━━━ Provided records

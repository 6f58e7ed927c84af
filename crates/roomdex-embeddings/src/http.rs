//! HTTP embedding generator for OpenAI-compatible endpoints

use async_trait::async_trait;
use serde::{Deserialize, Serialize};
use tracing::debug;

use roomdex_config::EmbeddingConfig;

use crate::error::{EmbeddingError, EmbeddingResult};
use crate::traits::{ChunkEmbedding, EmbeddingBatch, EmbeddingGenerator, EmbeddingInput};

#[derive(Serialize)]
struct EmbedRequest<'a> {
    model: &'a str,
    input: Vec<&'a str>,
}

#[derive(Deserialize)]
struct EmbedResponse {
    data: Vec<EmbedDatum>,
    usage: EmbedUsage,
}

#[derive(Deserialize)]
struct EmbedDatum {
    index: usize,
    embedding: Vec<f32>,
}

#[derive(Deserialize)]
struct EmbedUsage {
    total_tokens: i64,
}

/// Embedding generator backed by an OpenAI-compatible HTTP endpoint
///
/// Splits inputs into provider-sized sub-batches and sends them
/// sequentially; any sub-batch failure fails the whole call.
pub struct HttpEmbeddingGenerator {
    client: reqwest::Client,
    endpoint: String,
    model_id: String,
    api_key: Option<String>,
    dimensions: usize,
    batch_size: usize,
}

impl HttpEmbeddingGenerator {
    /// Build a generator from configuration
    ///
    /// # Errors
    ///
    /// Returns a config error for a zero batch size.
    pub fn new(config: &EmbeddingConfig) -> EmbeddingResult<Self> {
        if config.batch_size == 0 {
            return Err(EmbeddingError::Config(
                "batch_size must be at least 1".to_string(),
            ));
        }
        Ok(Self {
            client: reqwest::Client::new(),
            endpoint: config.endpoint.clone(),
            model_id: config.model_id.clone(),
            api_key: config.api_key.clone(),
            dimensions: config.dimensions,
            batch_size: config.batch_size,
        })
    }

    async fn embed_batch(&self, texts: Vec<&str>) -> EmbeddingResult<(Vec<Vec<f32>>, i64)> {
        let sent = texts.len();
        let mut request = self.client.post(&self.endpoint).json(&EmbedRequest {
            model: &self.model_id,
            input: texts,
        });
        if let Some(key) = &self.api_key {
            request = request.bearer_auth(key);
        }

        let response = request
            .send()
            .await
            .and_then(reqwest::Response::error_for_status)
            .map_err(|e| EmbeddingError::Request(e.to_string()))?;

        let mut parsed: EmbedResponse = response
            .json()
            .await
            .map_err(|e| EmbeddingError::MalformedResponse(e.to_string()))?;

        if parsed.data.len() != sent {
            return Err(EmbeddingError::CountMismatch {
                sent,
                received: parsed.data.len(),
            });
        }

        // Providers may return data out of order; the index field is
        // authoritative
        parsed.data.sort_by_key(|d| d.index);
        let vectors = parsed.data.into_iter().map(|d| d.embedding).collect();
        Ok((vectors, parsed.usage.total_tokens))
    }
}

#[async_trait]
impl EmbeddingGenerator for HttpEmbeddingGenerator {
    async fn embed_chunks(&self, inputs: &[EmbeddingInput]) -> EmbeddingResult<EmbeddingBatch> {
        if inputs.is_empty() {
            return Ok(EmbeddingBatch::default());
        }

        let mut embeddings = Vec::with_capacity(inputs.len());
        let mut total_tokens = 0i64;

        for batch in inputs.chunks(self.batch_size) {
            let texts: Vec<&str> = batch.iter().map(|i| i.content.as_str()).collect();
            let (vectors, tokens) = self.embed_batch(texts).await?;
            total_tokens += tokens;

            for (input, vector) in batch.iter().zip(vectors) {
                embeddings.push(ChunkEmbedding {
                    chunk_id: input.chunk_id.clone(),
                    vector,
                });
            }
        }

        debug!(
            inputs = inputs.len(),
            total_tokens, "Generated embeddings"
        );
        Ok(EmbeddingBatch {
            embeddings,
            total_tokens,
        })
    }

    fn dimensions(&self) -> usize {
        self.dimensions
    }
}

#[cfg(test)]
mod tests {
    #![allow(clippy::unwrap_used)]

    use super::*;
    use wiremock::matchers::{method, path};
    use wiremock::{Mock, MockServer, Request, ResponseTemplate};

    fn config(endpoint: String, batch_size: usize) -> EmbeddingConfig {
        EmbeddingConfig {
            endpoint,
            model_id: "test-embed-model".to_string(),
            dimensions: 3,
            batch_size,
            max_chunk_tokens: 800,
            api_key: None,
        }
    }

    fn inputs(n: usize) -> Vec<EmbeddingInput> {
        (0..n)
            .map(|i| EmbeddingInput {
                chunk_id: format!("doc_1:{i}"),
                content: format!("chunk content {i}"),
            })
            .collect()
    }

    fn respond_per_input() -> impl Fn(&Request) -> ResponseTemplate + Send + Sync {
        |request: &Request| {
            let body: serde_json::Value = serde_json::from_slice(&request.body).unwrap();
            let count = body["input"].as_array().unwrap().len();
            let data: Vec<serde_json::Value> = (0..count)
                .map(|i| serde_json::json!({"index": i, "embedding": [0.1, 0.2, 0.3]}))
                .collect();
            ResponseTemplate::new(200).set_body_json(serde_json::json!({
                "data": data,
                "usage": {"total_tokens": count * 5}
            }))
        }
    }

    #[tokio::test]
    async fn pairs_vectors_back_to_chunk_ids() {
        let server = MockServer::start().await;
        Mock::given(method("POST"))
            .and(path("/embed"))
            .respond_with(respond_per_input())
            .mount(&server)
            .await;

        let generator =
            HttpEmbeddingGenerator::new(&config(format!("{}/embed", server.uri()), 16)).unwrap();
        let batch = generator.embed_chunks(&inputs(3)).await.unwrap();

        assert_eq!(batch.embeddings.len(), 3);
        assert_eq!(batch.embeddings[0].chunk_id, "doc_1:0");
        assert_eq!(batch.embeddings[2].chunk_id, "doc_1:2");
        assert_eq!(batch.total_tokens, 15);
    }

    #[tokio::test]
    async fn sub_batches_accumulate_token_usage() {
        let server = MockServer::start().await;
        Mock::given(method("POST"))
            .and(path("/embed"))
            .respond_with(respond_per_input())
            .expect(3)
            .mount(&server)
            .await;

        let generator =
            HttpEmbeddingGenerator::new(&config(format!("{}/embed", server.uri()), 2)).unwrap();
        let batch = generator.embed_chunks(&inputs(5)).await.unwrap();

        assert_eq!(batch.embeddings.len(), 5);
        assert_eq!(batch.total_tokens, 25);
    }

    #[tokio::test]
    async fn endpoint_failure_fails_the_whole_call() {
        let server = MockServer::start().await;
        Mock::given(method("POST"))
            .and(path("/embed"))
            .respond_with(ResponseTemplate::new(503))
            .mount(&server)
            .await;

        let generator =
            HttpEmbeddingGenerator::new(&config(format!("{}/embed", server.uri()), 16)).unwrap();
        let err = generator.embed_chunks(&inputs(2)).await.unwrap_err();
        assert!(matches!(err, EmbeddingError::Request(_)));
    }

    #[tokio::test]
    async fn count_mismatch_is_rejected() {
        let server = MockServer::start().await;
        Mock::given(method("POST"))
            .and(path("/embed"))
            .respond_with(ResponseTemplate::new(200).set_body_json(serde_json::json!({
                "data": [{"index": 0, "embedding": [0.1, 0.2, 0.3]}],
                "usage": {"total_tokens": 5}
            })))
            .mount(&server)
            .await;

        let generator =
            HttpEmbeddingGenerator::new(&config(format!("{}/embed", server.uri()), 16)).unwrap();
        let err = generator.embed_chunks(&inputs(2)).await.unwrap_err();
        assert!(matches!(
            err,
            EmbeddingError::CountMismatch {
                sent: 2,
                received: 1
            }
        ));
    }

    #[tokio::test]
    async fn empty_input_short_circuits() {
        let generator =
            HttpEmbeddingGenerator::new(&config("http://unused.invalid".to_string(), 16)).unwrap();
        let batch = generator.embed_chunks(&[]).await.unwrap();
        assert!(batch.embeddings.is_empty());
        assert_eq!(batch.total_tokens, 0);
    }
}
//! Dataroom indexing subsystem
//!
//! The coordination and processing layer for RAG indexing: a trigger that
//! enqueues requests and starts at most one worker per dataroom, a
//! lock-holding worker that drains the queue, and a per-request pipeline
//! that extracts, embeds, and vectorizes documents while tracking status in
//! the relational store.

pub mod error;
pub mod factory;
pub mod flags;
pub mod pipeline;
pub mod services;
pub mod task;
pub mod trigger;
pub mod worker;

pub use error::{IndexingError, IndexingResult};
pub use factory::ServiceFactory;
pub use flags::{FeatureFlagService, StaticFlagService, TeamFlags};
pub use pipeline::{RequestPipeline, RequestSummary};
pub use services::IndexingServices;
pub use task::{RetryPolicy, TaskRunner, TokioTaskRunner};
pub use trigger::{TriggerOutcome, trigger_dataroom_indexing};
pub use worker::{IndexingWorker, WorkerReport};
//! Document retrieval, extraction, and chunking
//!
//! Turns stored dataroom documents into embedding-ready chunks: resolve a
//! retrieval URL, fetch the body, extract text, and pack it into chunks
//! bounded by the embedding token budget. Failures are per-document so one
//! bad file never aborts a batch.

pub mod chunk;
pub mod error;
pub mod mock;
pub mod retrieval;
pub mod text;
pub mod tokens;
pub mod traits;

pub use chunk::{ChunkMetadata, DocumentChunk};
pub use error::{ProcessingError, ProcessingResult};
pub use mock::{MockDocumentProcessor, MockRetrievalService};
pub use retrieval::PresignClient;
pub use text::TextDocumentProcessor;
pub use tokens::TokenEstimator;
pub use traits::{DocumentInput, DocumentProcessor, RetrievalUrlService};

━━━━━━

Assignment — From the entries, copy every line in which the string "EmbedDatum" can be found.

Response area —
    data: Vec<EmbedDatum>,
struct EmbedDatum {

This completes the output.